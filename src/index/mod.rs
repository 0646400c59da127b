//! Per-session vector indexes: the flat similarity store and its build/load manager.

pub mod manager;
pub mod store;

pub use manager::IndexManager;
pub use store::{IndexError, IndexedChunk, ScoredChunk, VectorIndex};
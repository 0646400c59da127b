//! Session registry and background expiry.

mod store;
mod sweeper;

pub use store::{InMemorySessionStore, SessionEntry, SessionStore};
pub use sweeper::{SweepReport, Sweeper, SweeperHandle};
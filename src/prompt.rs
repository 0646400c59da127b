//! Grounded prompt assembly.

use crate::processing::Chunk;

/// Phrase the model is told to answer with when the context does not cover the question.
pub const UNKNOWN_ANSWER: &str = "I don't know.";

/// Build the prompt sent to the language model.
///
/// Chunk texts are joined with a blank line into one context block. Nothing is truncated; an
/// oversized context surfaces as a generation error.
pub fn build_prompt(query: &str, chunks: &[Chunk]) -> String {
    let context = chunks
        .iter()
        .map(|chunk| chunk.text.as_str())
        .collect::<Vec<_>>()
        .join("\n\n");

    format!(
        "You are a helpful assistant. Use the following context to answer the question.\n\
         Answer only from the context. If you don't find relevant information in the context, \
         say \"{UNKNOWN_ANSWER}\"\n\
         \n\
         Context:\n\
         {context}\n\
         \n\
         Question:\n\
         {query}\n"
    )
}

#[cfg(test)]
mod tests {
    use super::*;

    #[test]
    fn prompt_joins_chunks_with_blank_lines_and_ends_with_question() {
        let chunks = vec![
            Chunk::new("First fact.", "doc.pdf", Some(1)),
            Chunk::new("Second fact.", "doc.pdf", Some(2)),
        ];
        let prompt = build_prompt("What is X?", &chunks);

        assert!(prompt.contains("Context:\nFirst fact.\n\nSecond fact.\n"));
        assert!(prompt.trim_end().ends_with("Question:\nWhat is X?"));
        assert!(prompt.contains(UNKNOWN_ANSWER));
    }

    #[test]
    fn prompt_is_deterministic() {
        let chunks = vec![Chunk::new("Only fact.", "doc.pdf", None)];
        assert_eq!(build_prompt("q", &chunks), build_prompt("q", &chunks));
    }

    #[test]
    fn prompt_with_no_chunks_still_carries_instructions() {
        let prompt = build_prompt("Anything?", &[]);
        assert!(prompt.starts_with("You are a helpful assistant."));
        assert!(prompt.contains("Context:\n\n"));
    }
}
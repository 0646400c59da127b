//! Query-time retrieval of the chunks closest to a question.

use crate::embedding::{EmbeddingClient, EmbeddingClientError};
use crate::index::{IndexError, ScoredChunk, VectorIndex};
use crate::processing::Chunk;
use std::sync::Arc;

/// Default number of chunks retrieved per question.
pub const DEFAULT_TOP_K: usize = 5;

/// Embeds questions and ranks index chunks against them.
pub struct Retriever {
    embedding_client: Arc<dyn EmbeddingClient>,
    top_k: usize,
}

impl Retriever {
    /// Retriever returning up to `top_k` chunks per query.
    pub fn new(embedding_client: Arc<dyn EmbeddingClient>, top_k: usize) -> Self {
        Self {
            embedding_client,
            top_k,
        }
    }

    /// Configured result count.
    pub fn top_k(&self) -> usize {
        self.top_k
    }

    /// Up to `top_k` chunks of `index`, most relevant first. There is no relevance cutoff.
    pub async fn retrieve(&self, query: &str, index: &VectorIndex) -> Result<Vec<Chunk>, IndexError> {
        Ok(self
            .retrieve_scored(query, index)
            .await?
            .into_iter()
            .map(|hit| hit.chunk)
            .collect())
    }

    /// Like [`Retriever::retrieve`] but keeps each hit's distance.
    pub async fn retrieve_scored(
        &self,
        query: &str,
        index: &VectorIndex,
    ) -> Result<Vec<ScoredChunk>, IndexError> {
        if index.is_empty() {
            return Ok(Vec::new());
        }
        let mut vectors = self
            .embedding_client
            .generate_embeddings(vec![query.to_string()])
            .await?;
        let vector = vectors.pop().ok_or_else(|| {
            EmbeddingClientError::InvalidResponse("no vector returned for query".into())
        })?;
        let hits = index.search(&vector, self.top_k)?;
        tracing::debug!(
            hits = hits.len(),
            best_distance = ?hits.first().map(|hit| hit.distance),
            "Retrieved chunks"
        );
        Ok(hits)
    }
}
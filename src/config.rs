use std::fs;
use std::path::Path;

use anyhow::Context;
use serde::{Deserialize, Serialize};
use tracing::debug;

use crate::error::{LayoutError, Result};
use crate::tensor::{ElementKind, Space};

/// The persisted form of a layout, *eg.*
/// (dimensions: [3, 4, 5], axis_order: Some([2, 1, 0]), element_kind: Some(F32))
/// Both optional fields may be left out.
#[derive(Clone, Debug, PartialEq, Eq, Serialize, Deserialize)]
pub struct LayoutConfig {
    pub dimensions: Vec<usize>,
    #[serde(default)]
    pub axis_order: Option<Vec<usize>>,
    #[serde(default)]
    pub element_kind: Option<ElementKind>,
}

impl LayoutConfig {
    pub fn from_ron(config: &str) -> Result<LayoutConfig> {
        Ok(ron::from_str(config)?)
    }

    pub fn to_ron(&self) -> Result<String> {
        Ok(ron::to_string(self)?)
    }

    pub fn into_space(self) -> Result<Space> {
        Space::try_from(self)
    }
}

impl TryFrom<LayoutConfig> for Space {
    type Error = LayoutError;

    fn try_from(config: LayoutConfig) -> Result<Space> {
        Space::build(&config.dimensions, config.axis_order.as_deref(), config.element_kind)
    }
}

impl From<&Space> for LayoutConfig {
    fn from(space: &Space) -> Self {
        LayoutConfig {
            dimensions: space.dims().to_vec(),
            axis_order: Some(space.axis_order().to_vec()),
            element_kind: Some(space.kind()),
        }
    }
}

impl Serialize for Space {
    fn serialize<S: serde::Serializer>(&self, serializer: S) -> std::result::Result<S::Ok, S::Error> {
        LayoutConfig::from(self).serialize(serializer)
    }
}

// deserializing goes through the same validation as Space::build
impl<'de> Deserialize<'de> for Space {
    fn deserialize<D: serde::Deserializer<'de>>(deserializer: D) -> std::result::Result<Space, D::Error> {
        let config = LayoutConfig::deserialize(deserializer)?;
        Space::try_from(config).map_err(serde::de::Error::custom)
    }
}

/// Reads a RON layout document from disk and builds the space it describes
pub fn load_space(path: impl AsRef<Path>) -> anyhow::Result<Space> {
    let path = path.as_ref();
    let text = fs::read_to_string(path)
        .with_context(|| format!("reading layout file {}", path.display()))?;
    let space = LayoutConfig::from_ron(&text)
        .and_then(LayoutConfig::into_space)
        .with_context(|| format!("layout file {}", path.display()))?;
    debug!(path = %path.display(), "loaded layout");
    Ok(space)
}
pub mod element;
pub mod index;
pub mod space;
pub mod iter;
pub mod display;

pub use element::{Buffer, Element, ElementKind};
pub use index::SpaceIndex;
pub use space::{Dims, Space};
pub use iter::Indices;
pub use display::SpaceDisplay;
---
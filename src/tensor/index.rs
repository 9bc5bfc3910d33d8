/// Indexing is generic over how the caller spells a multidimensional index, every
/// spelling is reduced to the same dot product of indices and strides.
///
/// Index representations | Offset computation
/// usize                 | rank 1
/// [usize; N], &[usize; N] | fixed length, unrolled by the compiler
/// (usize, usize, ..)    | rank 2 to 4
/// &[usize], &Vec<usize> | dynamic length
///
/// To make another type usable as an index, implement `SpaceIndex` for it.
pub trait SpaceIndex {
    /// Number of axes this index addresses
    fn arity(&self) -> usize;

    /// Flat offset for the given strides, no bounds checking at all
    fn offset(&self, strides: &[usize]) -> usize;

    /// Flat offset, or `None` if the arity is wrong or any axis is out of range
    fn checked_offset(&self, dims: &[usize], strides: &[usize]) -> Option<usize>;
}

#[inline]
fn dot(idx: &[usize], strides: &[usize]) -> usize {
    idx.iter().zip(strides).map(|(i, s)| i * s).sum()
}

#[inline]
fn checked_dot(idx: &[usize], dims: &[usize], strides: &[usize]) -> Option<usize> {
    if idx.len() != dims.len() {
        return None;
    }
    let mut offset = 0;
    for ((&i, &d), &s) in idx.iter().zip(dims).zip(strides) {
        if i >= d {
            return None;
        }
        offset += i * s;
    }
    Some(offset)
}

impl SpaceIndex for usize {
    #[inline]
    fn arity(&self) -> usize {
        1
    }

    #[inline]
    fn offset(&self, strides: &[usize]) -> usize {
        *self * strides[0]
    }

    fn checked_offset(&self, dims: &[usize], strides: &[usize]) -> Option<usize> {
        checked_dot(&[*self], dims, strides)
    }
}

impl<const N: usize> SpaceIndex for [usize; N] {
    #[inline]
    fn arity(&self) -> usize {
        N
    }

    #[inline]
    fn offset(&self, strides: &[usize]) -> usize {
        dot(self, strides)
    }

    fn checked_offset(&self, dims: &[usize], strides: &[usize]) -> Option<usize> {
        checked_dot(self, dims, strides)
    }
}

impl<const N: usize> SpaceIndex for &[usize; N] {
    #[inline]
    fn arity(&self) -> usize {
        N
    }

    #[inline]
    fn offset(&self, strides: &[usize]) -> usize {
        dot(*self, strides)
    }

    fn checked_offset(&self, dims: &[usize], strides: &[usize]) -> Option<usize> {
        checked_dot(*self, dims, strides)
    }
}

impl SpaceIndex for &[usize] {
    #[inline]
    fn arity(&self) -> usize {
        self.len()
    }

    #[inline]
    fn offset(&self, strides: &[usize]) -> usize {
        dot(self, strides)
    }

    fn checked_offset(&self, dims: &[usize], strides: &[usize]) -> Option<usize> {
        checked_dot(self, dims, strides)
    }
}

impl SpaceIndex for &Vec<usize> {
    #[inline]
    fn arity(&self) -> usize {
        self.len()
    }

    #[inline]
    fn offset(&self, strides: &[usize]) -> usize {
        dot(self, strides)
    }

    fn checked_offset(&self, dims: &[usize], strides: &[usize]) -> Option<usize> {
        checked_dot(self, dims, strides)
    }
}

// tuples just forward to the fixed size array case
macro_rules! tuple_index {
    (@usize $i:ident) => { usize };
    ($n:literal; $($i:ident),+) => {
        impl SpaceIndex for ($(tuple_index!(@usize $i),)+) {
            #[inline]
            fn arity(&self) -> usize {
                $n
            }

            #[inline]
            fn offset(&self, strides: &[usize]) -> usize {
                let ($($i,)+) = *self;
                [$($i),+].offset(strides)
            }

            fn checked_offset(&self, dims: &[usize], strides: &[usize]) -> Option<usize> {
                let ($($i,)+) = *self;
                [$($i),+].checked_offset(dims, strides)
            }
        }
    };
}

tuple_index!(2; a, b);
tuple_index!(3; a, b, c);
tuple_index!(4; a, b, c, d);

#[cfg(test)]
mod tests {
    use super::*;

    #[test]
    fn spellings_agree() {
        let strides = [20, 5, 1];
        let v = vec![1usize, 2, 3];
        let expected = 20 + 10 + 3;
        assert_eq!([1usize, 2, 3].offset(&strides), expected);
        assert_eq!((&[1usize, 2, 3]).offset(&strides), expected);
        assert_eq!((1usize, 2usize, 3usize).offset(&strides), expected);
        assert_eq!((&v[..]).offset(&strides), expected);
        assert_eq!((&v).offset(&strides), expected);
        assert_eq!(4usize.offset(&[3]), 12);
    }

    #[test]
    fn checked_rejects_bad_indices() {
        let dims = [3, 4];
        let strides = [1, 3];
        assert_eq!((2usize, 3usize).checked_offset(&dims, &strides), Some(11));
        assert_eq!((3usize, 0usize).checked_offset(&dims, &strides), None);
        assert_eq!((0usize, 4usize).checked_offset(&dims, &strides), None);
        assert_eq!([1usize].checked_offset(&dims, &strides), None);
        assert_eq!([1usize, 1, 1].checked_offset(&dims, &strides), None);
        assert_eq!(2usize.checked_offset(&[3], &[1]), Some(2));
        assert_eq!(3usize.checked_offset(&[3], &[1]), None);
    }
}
---
§ TASK ITEM
Please give an exact copy of the entries above, from the line with "tuple_index!(3; a, b, c);" down to the line with "let strides = [1, 3];", inclusive, and nothing else.

§ RESPONSE AREA
tuple_index!(3; a, b, c);
tuple_index!(4; a, b, c, d);

#[cfg(test)]
mod tests {
    use super::*;

    #[test]
    fn spellings_agree() {
        let strides = [20, 5, 1];
        let v = vec![1usize, 2, 3];
        let expected = 20 + 10 + 3;
        assert_eq!([1usize, 2, 3].offset(&strides), expected);
        assert_eq!((&[1usize, 2, 3]).offset(&strides), expected);
        assert_eq!((1usize, 2usize, 3usize).offset(&strides), expected);
        assert_eq!((&v[..]).offset(&strides), expected);
        assert_eq!((&v).offset(&strides), expected);
        assert_eq!(4usize.offset(&[3]), 12);
    }

    #[test]
    fn checked_rejects_bad_indices() {
        let dims = [3, 4];
        let strides = [1, 3];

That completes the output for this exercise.